Cuando Chávez ordenó la exhumación de los restos de Simón Bolívar estaba dando un paso fundamental en el lento proceso de liberación del pueblo de sus cadenas simbólicas más pesadas: Hugo, bolivariano hasta los huesos, mostró los huesos de Bolívar para que los venezolanos de este tiempo nos descubriéramos hijos de un ser humano y no de un mito ni de una leyenda. El tipo que nos entregó la nacionalidad eran tan vulnerable que la muerte lo alcanzó así como ha de alcanzarnos a todos nosotros, más temprano o más tarde, y esa declaración tan obvia y tan pendeja tuvo que ser refrendada por medio de la difusión de un Bolívar re-hecho a partir de la tecnología. Ahora el ciudadano común sabe, así no sepa cómo decirlo, que no hubo efluvios misteriosos ni divinos en la construcción de este caballero de la guerra, hacedor de repúblicas, sino pura voluntad y emociones y debilidades de carne y piel.

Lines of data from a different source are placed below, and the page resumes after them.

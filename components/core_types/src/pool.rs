//! Process-wide pool of pre-built primitive values.
//!
//! Small integers, the two booleans and `None` are built once and shared.
//! Lookups are a range check plus an index.

use std::sync::OnceLock;

use crate::value::TaggedValue;

/// Smallest pooled integer
pub const POOL_MIN_INT: i64 = -5;
/// Largest pooled integer
pub const POOL_MAX_INT: i64 = 256;

static POOL: OnceLock<SmallValuePool> = OnceLock::new();

/// Immutable table of shared primitive values.
///
/// # Examples
///
/// ```
/// use core_types::SmallValuePool;
///
/// let pool = SmallValuePool::global();
/// let a = pool.int(5).unwrap();
/// let b = pool.int(5).unwrap();
/// assert!(std::ptr::eq(a, b));
/// assert!(pool.int(1000).is_none());
/// ```
#[derive(Debug)]
pub struct SmallValuePool {
    ints: Box<[TaggedValue]>,
    bools: [TaggedValue; 2],
    none: TaggedValue,
}

impl SmallValuePool {
    fn build() -> Self {
        let ints = (POOL_MIN_INT..=POOL_MAX_INT)
            .map(TaggedValue::Int)
            .collect::<Vec<_>>()
            .into_boxed_slice();
        Self {
            ints,
            bools: [TaggedValue::Bool(false), TaggedValue::Bool(true)],
            none: TaggedValue::None,
        }
    }

    /// The shared pool, built on first use.
    #[inline]
    pub fn global() -> &'static SmallValuePool {
        POOL.get_or_init(Self::build)
    }

    /// Force construction of the pool. Called at VM start-up so the first
    /// arithmetic operation does not pay for it.
    pub fn init() -> &'static SmallValuePool {
        Self::global()
    }

    /// Pooled integer, if `value` lies in the pooled range.
    #[inline]
    pub fn int(&'static self, value: i64) -> Option<&'static TaggedValue> {
        if (POOL_MIN_INT..=POOL_MAX_INT).contains(&value) {
            self.ints.get((value - POOL_MIN_INT) as usize)
        } else {
            None
        }
    }

    /// Pooled boolean.
    #[inline]
    pub fn bool(&'static self, value: bool) -> &'static TaggedValue {
        &self.bools[value as usize]
    }

    /// Pooled `None`.
    #[inline]
    pub fn none(&'static self) -> &'static TaggedValue {
        &self.none
    }

    /// Number of pooled integers.
    pub fn int_count(&self) -> usize {
        self.ints.len()
    }
}

#[cfg(test)]
mod tests {
    use super::*;

    #[test]
    fn test_pool_bounds() {
        let pool = SmallValuePool::global();
        assert_eq!(pool.int(POOL_MIN_INT), Some(&TaggedValue::Int(-5)));
        assert_eq!(pool.int(POOL_MAX_INT), Some(&TaggedValue::Int(256)));
        assert!(pool.int(POOL_MIN_INT - 1).is_none());
        assert!(pool.int(POOL_MAX_INT + 1).is_none());
        assert_eq!(pool.int_count(), 262);
    }

    #[test]
    fn test_pool_identity() {
        let pool = SmallValuePool::init();
        assert!(std::ptr::eq(pool.bool(true), pool.bool(true)));
        assert!(std::ptr::eq(pool.none(), SmallValuePool::global().none()));
        let five = pool.int(5).map(|v| v as *const TaggedValue);
        let again = pool.int(5).map(|v| v as *const TaggedValue);
        assert_eq!(five, again);
    }
}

Se puede honrar la historia patria sin olvidar la Historia del Pueblo
Ah: pero persiste, sobrevive, se defiende a sí misma y se impone una visión de la historia que nos hace creer que siempre todo fue bueno y noble en Bolívar y en los promotores de la independencia. Bolívar, Ribas y sus contemporáneos no mejoraron con el tiempo, no señor: ellos nacieron buenos y chéveres y virtuosos y perfectos. Como es tan fácil declararse bolivariano en Venezuela, y como en consecuencia a Bolívar se le ha utilizado para justificar prácticamente lo que sea, entonces llueven para arriba y para abajo las versiones y “análisis” según los cuales Bolívar era adeco, empresario, feminista o marxista-leninista, dependiendo del discurseador de turno. Nacho seguramente dirá en su discurso que Bolívar odiaba a Chávez y que le encantaba el perreo, y habrá que calársela porque el cambio es el cambio y por esa mierda votó la mayoría etcétera-etcétera-etcétera.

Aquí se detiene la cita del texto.